Animating Scotland: Manipulate Festival 2024

We catch up with Manipulate Arts CEO Dawn Taylor about the festival's unique and ambitious programme

Feature by Andrea Cabrera Luna | 23 Jan 2024
  • Megahertz’s Ruins

The Skinny: Can you introduce us to Manipulate Festival 2024?

Dawn Taylor: Manipulate has always been interested in showcasing artists that are playing the edges between art forms and pushing the boundaries of what puppetry and visual theatre can be. This year, we have robots and drones onstage and people pushing their bodies in different ways and speaking to audiences with a range of techniques.

This year you have three associate programmers, right?  

Yes, they are Natasha Ruwona, Emily Nicholl, and Holly Summerson. We did that for the first time last year through Creative Scotland’s Radical Care Fund, which was about enabling me as a leader with small children to balance that with needing to see lots of work to curate, but also creating opportunities for other voices to come through. They've really asked questions of us and our process, which has made us think differently. 

Do you think that the leadership model for women in the arts will be redefined?  

Definitely. The model of leadership that we inherit is not just made for men, but for white, able-bodied people. The more the younger generations come through organisations, the more they're asking important questions. Holly Summerson is a hard of hearing person, an artist, and animator; and Natasha Ruwona is a young, Black woman who is very much thinking about how we reach a broader and more diverse audience.
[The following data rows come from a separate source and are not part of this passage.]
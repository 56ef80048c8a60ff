//! Stateful: hierarchical finite state machines configured in code.
//!
//! A [`StateMachine`] holds a current state and a set of configured states.
//! Each state declares which triggers it accepts and where they lead, optional
//! guards, entry and exit actions, and an optional super-state whose triggers
//! and actions it inherits.
//!
//! # Core Concepts
//!
//! - **State / Trigger**: any `Clone + Eq + Hash + Debug` value type
//! - **Guards**: predicates that enable or disable a transition at fire time
//! - **Hierarchy**: sub-states inherit triggers; entry and exit actions of a
//!   super-state run only when the transition crosses its boundary
//! - **Parameterized triggers**: typed arguments carried from `fire_with` to
//!   dynamic destination selectors and entry actions
//!
//! # Example
//!
//! ```rust
//! use stateful::{state_enum, StateMachine};
//! use std::cell::Cell;
//! use std::rc::Rc;
//!
//! state_enum! {
//!     enum Call {
//!         OffHook,
//!         Ringing,
//!         Connected,
//!         OnHold,
//!     }
//! }
//!
//! state_enum! {
//!     enum Event {
//!         CallDialled,
//!         CallConnected,
//!         PlacedOnHold,
//!         TakenOffHold,
//!         HungUp,
//!     }
//! }
//!
//! # fn main() -> stateful::Result<()> {
//! let timer_running = Rc::new(Cell::new(false));
//! let mut call = StateMachine::new(Call::OffHook);
//!
//! call.configure(Call::OffHook)
//!     .permit(Event::CallDialled, Call::Ringing)?;
//! call.configure(Call::Ringing)
//!     .permit(Event::CallConnected, Call::Connected)?;
//! {
//!     let (start, stop) = (Rc::clone(&timer_running), Rc::clone(&timer_running));
//!     call.configure(Call::Connected)
//!         .on_entry(move |_| start.set(true))
//!         .on_exit(move |_| stop.set(false))
//!         .permit(Event::PlacedOnHold, Call::OnHold)?
//!         .permit(Event::HungUp, Call::OffHook)?;
//! }
//! call.configure(Call::OnHold)
//!     .sub_state_of(Call::Connected)?
//!     .permit(Event::TakenOffHold, Call::Connected)?;
//!
//! call.fire(Event::CallDialled)?;
//! call.fire(Event::CallConnected)?;
//! call.fire(Event::PlacedOnHold)?;
//!
//! assert_eq!(call.state(), Call::OnHold);
//! assert!(call.is_in_state(&Call::Connected));
//! assert!(timer_running.get());
//!
//! call.fire(Event::HungUp)?;
//! assert!(!timer_running.get());
//! # Ok(())
//! # }
//! ```

pub mod builder;
pub mod core;
pub mod error;
pub mod machine;
mod representation;

// Re-export commonly used types
pub use builder::StateConfiguration;
pub use core::{Guard, Signature, State, Transition, Trigger, TriggerWithParameters};
pub use error::{ErrorKind, Result, StateMachineError};
pub use machine::{StateMachine, UnhandledTriggerPolicy};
What exciting surprises can we expect?

We usually lock down our programme by the summer. This year, because of the significant funding challenges facing the sector, it took us a lot longer to put that programme together. As proud as we are, there are a lot of Scottish artists who didn't get their funding, and who would have been in our programmes. What that meant, is that by the time we went to Charleville Festival in September – which is like the World Cup of puppetry in France – we had an open space and we ended up with two really exciting pieces from Compagnie Bakélite; one is Love of Risk, a dinner party served by robot vacuum cleaners, which is one of the pieces I was talking about, which pushes the edges of what we mean by puppets and makes a really smart but hilarious comment on our relationship with technology. The other is Invaders, a classic object theatre piece about aliens using lots of jelly. Another French object piece is The Conquest, which is about colonialism and being a woman of colour in 2023. Object theatre artists can treat heavy subjects with delicacy, which allows shows to be fun and engaging while also grappling with some really big ideas. 

What Scottish shows will we see?

We've got lots of exciting shows but in particular Megahertz’s Ruins, which is going to be three dancers performing in our big, clear cube with beautiful projections and animations on it. Also coming finally to Manipulate is Tortoise in a Nutshell’s Ragnarok. It's four years later, and COVID, and two babies, and all sorts of stuff that got in the way of our audiences seeing the show and now it's back and it's going to be big and beautiful.

Can you tell us about your online programme?

We are sort of the biggest and only festival dedicated to all forms of animation in Scotland. We've really stepped up our film offer this year, thanks to some funding from Film Hub Scotland. So, we're trying to make sure that this is a celebration for animation in the same way that it is for puppetry and visual theatre.